--- Work request ---
Which lines of the data contain the string "Deserialize"? Show each of them.

Data records:
----

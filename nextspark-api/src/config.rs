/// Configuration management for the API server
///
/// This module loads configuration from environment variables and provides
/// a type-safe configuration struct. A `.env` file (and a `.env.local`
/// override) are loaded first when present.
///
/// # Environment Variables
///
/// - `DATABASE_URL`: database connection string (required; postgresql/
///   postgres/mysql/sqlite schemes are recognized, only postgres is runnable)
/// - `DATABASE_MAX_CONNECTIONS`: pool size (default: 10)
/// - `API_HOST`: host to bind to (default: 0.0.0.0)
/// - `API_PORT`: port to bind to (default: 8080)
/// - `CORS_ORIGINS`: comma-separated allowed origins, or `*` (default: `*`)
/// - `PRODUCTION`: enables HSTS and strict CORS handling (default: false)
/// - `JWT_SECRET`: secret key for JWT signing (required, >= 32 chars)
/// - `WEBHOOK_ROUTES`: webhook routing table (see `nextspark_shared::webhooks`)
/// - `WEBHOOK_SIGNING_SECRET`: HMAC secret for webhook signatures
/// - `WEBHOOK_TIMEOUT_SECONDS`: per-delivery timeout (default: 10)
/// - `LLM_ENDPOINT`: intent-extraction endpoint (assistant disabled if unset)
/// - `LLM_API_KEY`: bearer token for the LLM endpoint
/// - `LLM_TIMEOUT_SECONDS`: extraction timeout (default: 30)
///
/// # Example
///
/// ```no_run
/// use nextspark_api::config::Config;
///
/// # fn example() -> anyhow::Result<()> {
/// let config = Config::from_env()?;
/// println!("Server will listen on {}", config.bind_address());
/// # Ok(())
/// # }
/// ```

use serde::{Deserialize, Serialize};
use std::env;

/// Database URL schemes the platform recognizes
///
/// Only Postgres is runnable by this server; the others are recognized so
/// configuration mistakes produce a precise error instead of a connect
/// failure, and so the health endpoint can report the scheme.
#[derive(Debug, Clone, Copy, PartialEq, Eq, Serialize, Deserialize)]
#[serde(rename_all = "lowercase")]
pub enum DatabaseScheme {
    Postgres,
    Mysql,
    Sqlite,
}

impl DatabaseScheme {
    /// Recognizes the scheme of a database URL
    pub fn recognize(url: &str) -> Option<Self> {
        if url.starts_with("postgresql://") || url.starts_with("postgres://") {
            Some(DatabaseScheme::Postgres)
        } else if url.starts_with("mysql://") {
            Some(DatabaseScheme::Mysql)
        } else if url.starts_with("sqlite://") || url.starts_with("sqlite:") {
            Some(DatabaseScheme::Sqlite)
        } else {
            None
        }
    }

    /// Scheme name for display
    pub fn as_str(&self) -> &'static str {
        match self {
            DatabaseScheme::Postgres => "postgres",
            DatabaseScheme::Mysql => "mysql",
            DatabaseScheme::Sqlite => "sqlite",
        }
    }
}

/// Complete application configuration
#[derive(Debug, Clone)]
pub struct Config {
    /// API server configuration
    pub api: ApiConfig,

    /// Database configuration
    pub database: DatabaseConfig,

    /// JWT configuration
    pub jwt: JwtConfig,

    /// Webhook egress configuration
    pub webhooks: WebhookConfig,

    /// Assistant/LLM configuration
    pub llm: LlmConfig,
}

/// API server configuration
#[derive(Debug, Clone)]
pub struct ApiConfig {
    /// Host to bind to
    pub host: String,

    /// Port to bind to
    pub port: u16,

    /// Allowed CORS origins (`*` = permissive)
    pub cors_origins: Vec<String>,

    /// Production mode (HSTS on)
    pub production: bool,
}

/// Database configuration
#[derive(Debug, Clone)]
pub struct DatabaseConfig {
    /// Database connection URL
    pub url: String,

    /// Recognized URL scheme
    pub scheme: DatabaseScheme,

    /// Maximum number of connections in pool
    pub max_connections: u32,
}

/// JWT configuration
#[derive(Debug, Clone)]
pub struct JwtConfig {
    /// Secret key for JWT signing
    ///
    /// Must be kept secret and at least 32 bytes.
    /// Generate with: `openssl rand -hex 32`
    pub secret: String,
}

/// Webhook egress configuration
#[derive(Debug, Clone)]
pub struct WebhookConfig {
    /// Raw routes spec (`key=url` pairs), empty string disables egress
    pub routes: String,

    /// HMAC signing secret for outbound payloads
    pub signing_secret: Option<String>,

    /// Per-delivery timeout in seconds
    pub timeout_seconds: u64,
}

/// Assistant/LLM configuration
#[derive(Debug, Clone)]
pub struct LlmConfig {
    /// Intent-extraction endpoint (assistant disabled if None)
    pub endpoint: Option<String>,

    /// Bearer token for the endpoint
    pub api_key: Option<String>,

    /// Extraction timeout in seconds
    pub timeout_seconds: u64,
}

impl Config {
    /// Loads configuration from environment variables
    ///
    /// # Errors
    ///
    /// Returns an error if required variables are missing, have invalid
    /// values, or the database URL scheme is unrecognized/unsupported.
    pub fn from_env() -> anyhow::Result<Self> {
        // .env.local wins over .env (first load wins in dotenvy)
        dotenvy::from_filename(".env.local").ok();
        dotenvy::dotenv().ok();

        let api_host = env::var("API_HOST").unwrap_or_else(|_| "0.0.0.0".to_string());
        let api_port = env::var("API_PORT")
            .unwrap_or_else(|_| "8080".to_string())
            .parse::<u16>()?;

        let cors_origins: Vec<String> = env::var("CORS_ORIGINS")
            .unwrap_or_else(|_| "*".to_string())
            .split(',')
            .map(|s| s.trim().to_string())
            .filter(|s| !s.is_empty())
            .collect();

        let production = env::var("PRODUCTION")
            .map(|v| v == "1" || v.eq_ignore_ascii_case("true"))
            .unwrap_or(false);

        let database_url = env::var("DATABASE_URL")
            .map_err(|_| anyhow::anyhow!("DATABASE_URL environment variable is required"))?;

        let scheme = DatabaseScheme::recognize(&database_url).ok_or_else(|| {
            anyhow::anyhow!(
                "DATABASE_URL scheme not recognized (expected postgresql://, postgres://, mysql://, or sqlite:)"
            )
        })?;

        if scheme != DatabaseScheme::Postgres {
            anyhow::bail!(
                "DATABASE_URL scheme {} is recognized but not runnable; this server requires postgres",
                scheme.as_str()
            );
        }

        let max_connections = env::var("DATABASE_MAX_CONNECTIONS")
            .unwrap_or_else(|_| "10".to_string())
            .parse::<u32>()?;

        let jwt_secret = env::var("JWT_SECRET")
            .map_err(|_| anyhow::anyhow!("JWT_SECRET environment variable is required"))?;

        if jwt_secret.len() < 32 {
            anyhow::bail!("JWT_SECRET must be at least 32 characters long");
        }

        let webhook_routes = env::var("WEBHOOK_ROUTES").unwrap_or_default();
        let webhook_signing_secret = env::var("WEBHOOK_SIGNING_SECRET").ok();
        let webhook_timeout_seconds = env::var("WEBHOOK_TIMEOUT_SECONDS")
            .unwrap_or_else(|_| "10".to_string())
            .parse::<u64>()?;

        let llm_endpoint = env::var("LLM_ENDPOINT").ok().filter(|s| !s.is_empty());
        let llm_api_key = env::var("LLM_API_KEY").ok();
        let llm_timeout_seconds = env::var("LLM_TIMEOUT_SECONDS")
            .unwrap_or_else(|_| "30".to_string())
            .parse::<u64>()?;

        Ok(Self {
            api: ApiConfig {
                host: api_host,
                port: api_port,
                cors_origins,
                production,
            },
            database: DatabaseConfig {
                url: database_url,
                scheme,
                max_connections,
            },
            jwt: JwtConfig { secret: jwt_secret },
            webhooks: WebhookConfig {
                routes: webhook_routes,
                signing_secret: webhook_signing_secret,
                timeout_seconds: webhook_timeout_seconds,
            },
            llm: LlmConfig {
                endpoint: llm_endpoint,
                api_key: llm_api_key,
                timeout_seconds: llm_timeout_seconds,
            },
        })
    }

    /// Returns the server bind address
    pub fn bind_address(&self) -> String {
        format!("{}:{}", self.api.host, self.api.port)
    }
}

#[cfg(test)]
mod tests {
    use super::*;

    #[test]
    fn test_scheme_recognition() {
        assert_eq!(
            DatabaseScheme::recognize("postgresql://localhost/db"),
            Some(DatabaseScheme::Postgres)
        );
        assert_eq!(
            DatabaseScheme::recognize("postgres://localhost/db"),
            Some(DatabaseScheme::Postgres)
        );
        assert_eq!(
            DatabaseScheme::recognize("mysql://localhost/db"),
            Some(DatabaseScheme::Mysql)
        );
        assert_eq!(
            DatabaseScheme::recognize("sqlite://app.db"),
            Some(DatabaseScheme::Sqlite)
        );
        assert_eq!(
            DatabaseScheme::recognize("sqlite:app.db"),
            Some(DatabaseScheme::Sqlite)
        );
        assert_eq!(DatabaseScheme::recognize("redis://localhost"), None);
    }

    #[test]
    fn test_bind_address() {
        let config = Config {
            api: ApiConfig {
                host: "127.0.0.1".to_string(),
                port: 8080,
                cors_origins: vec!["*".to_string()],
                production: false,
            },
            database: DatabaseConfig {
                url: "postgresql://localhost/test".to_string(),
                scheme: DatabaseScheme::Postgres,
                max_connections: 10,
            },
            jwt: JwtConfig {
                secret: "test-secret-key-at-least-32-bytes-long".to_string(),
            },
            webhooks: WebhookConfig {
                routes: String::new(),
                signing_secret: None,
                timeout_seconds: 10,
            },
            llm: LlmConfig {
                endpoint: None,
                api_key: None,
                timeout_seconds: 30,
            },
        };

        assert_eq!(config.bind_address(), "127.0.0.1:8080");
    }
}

----

--- Result for this task ---
use serde::{Deserialize, Serialize};
#[derive(Debug, Clone, Copy, PartialEq, Eq, Serialize, Deserialize)]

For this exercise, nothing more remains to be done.